= Beginning of Section =

//! Markdown Vault Indexer
//!
//! Scans a directory of Markdown outline notes into a `MemoryGraph`.
//! Read-only: never modifies the user's vault.

use chrono::{DateTime, Utc};
use serde::{Deserialize, Serialize};
use std::collections::HashSet;
use std::fs;
use std::path::{Path, PathBuf};
use tracing::{info, warn};

use super::{Block, GraphError, GraphResult, MemoryGraph, Page};

/// Index statistics
#[derive(Debug, Clone, Default, Serialize, Deserialize)]
#[serde(rename_all = "camelCase")]
pub struct IndexStats {
    pub pages_indexed: u32,
    pub blocks_indexed: u32,
    pub errors: Vec<String>,
    /// Notes whose file stem was already taken, titled by their relative path instead
    pub renamed: Vec<String>,
    pub last_indexed: DateTime<Utc>,
}

/// One parsed outline block before it is attached to the graph
#[derive(Debug, Clone, PartialEq)]
struct OutlineBlock {
    id: Option<String>,
    content: String,
    depth: usize,
}

/// Index every `.md` file under `vault_path` into a fresh graph
pub fn index_vault(vault_path: impl AsRef<Path>) -> GraphResult<(MemoryGraph, IndexStats)> {
    let path = vault_path.as_ref();

    if !path.exists() {
        return Err(GraphError::InvalidPath("Path does not exist".to_string()));
    }
    let root = path
        .canonicalize()
        .map_err(|_| GraphError::InvalidPath("Cannot resolve path".to_string()))?;
    if !root.is_dir() {
        return Err(GraphError::InvalidPath("Path is not a directory".to_string()));
    }

    let graph = MemoryGraph::new();
    let mut stats = IndexStats::default();
    let mut files = Vec::new();
    collect_markdown_files(&root, &mut files)?;
    files.sort();

    let mut titles = HashSet::new();
    for file in files {
        let relative = relative_path(&root, &file);
        let title = unique_title(&file, &relative, &mut titles);
        if title != stem_title(&file, &relative) {
            warn!(path = %relative, title = %title, "Note title already taken, using its path");
            stats.renamed.push(relative.clone());
        }

        match index_note(&graph, &file, &relative, &title) {
            Ok(blocks) => {
                stats.pages_indexed += 1;
                stats.blocks_indexed += blocks;
            }
            Err(e) => {
                warn!(path = %file.display(), error = %e, "Failed to index note");
                stats.errors.push(format!("{}: {}", file.display(), e));
            }
        }
    }

    stats.last_indexed = Utc::now();
    info!(
        pages = stats.pages_indexed,
        blocks = stats.blocks_indexed,
        errors = stats.errors.len(),
        "Indexed vault"
    );
    Ok((graph, stats))
}

/// Recursively collect markdown files, skipping hidden entries
fn collect_markdown_files(dir: &Path, files: &mut Vec<PathBuf>) -> GraphResult<()> {
    for entry in fs::read_dir(dir)? {
        let entry = entry?;
        let path = entry.path();

        if path.file_name()
            .map(|n| n.to_string_lossy().starts_with('.'))
            .unwrap_or(false)
        {
            continue;
        }

        if path.is_dir() {
            collect_markdown_files(&path, files)?;
        } else if path.extension().map(|e| e == "md").unwrap_or(false) {
            files.push(path);
        }
    }
    Ok(())
}

fn relative_path(root: &Path, path: &Path) -> String {
    path.strip_prefix(root)
        .map(|p| p.to_string_lossy().to_string())
        .unwrap_or_else(|_| path.to_string_lossy().to_string())
}

fn stem_title(path: &Path, relative: &str) -> String {
    path.file_stem()
        .map(|s| s.to_string_lossy().to_string())
        .unwrap_or_else(|| relative.to_string())
}

/// File stem, or the extension-less relative path when the stem is taken
fn unique_title(path: &Path, relative: &str, taken: &mut HashSet<String>) -> String {
    let stem = stem_title(path, relative);
    if taken.insert(stem.to_lowercase()) {
        return stem;
    }
    let by_path = relative.strip_suffix(".md").unwrap_or(relative).replace('\\', "/");
    let mut title = by_path.clone();
    let mut n = 2;
    while !taken.insert(title.to_lowercase()) {
        title = format!("{} ({})", by_path, n);
        n += 1;
    }
    title
}

/// Index a single note file as one page. Returns the number of blocks added.
fn index_note(graph: &MemoryGraph, path: &Path, relative_path: &str, title: &str) -> GraphResult<u32> {
    let content = fs::read_to_string(path)?;
    let relative_path = relative_path.to_string();
    let title = title.to_string();

    let modified: DateTime<Utc> = fs::metadata(path)?
        .modified()
        .map(|t| t.into())
        .unwrap_or_else(|_| Utc::now());

    graph.insert_page(Page {
        id: relative_path.clone(),
        title: title.clone(),
        created_at: Some(modified),
    });

    // Parent chain by depth: stack[d] is the id of the latest block at depth d
    let mut stack: Vec<String> = Vec::new();
    let mut added = 0u32;

    for (ordinal, outline) in parse_outline(strip_frontmatter(&content)).into_iter().enumerate() {
        let depth = outline.depth.min(stack.len());
        stack.truncate(depth);

        let id = outline
            .id
            .unwrap_or_else(|| format!("{}#{}", relative_path, ordinal));
        let block = Block {
            id: id.clone(),
            content: outline.content,
            page_title: Some(title.clone()),
            page_id: Some(relative_path.clone()),
            parent_id: stack.last().cloned(),
            created_at: Some(modified),
        };

        graph.insert_block(block)?;
        stack.push(id);
        added += 1;
    }

    Ok(added)
}

/// Skip YAML frontmatter if present
fn strip_frontmatter(content: &str) -> &str {
    if let Some(rest) = content.strip_prefix("---") {
        if let Some(end) = rest.find("\n---") {
            let after = &rest[end + 4..];
            return after.strip_prefix('\n').unwrap_or(after);
        }
    }
    content
}

/// Parse outline bullets and loose paragraphs into blocks.
///
/// A tab or two spaces is one level of nesting. Non-bullet lines continue the
/// current block; outside any bullet, blank-line separated paragraphs become
/// top-level blocks. `id:: value` lines set the current block's id.
fn parse_outline(content: &str) -> Vec<OutlineBlock> {
    let mut blocks: Vec<OutlineBlock> = Vec::new();
    let mut current: Option<OutlineBlock> = None;
    let mut in_bullet = false;

    for line in content.lines() {
        let trimmed = line.trim();

        if trimmed.is_empty() {
            if !in_bullet {
                if let Some(done) = current.take() {
                    blocks.push(done);
                }
            }
            continue;
        }

        if let Some(value) = trimmed.strip_prefix("id::") {
            if let Some(block) = current.as_mut() {
                block.id = Some(value.trim().to_string());
            }
            continue;
        }

        if let Some(text) = trimmed.strip_prefix("- ").or_else(|| trimmed.strip_prefix("* ")) {
            if let Some(done) = current.take() {
                blocks.push(done);
            }
            current = Some(OutlineBlock {
                id: None,
                content: text.trim().to_string(),
                depth: indent_depth(line),
            });
            in_bullet = true;
            continue;
        }

        match current.as_mut() {
            Some(block) => {
                if !block.content.is_empty() {
                    block.content.push('\n');
                }
                block.content.push_str(trimmed);
            }
            None => {
                current = Some(OutlineBlock {
                    id: None,
                    content: trimmed.to_string(),
                    depth: 0,
                });
                in_bullet = false;
            }
        }
    }

    if let Some(done) = current {
        blocks.push(done);
    }
    blocks
}

fn indent_depth(line: &str) -> usize {
    let mut width = 0;
    for c in line.chars() {
        match c {
            '\t' => width += 2,
            ' ' => width += 1,
            _ => break,
        }
    }
    width / 2
}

= End of Section =

◆ EXERCISE AIM
Your task is to transcribe, with no changes, only the lines of the listing above that lie between the line holding "let mut stack: Vec<String> = Vec::new();" and the line holding "graph.insert_block(block)?;", inclusive.

◆ TASK SOLUTION
    let mut stack: Vec<String> = Vec::new();
    let mut added = 0u32;

    for (ordinal, outline) in parse_outline(strip_frontmatter(&content)).into_iter().enumerate() {
        let depth = outline.depth.min(stack.len());
        stack.truncate(depth);

        let id = outline
            .id
            .unwrap_or_else(|| format!("{}#{}", relative_path, ordinal));
        let block = Block {
            id: id.clone(),
            content: outline.content,
            page_title: Some(title.clone()),
            page_id: Some(relative_path.clone()),
            parent_id: stack.last().cloned(),
            created_at: Some(modified),
        };

        graph.insert_block(block)?;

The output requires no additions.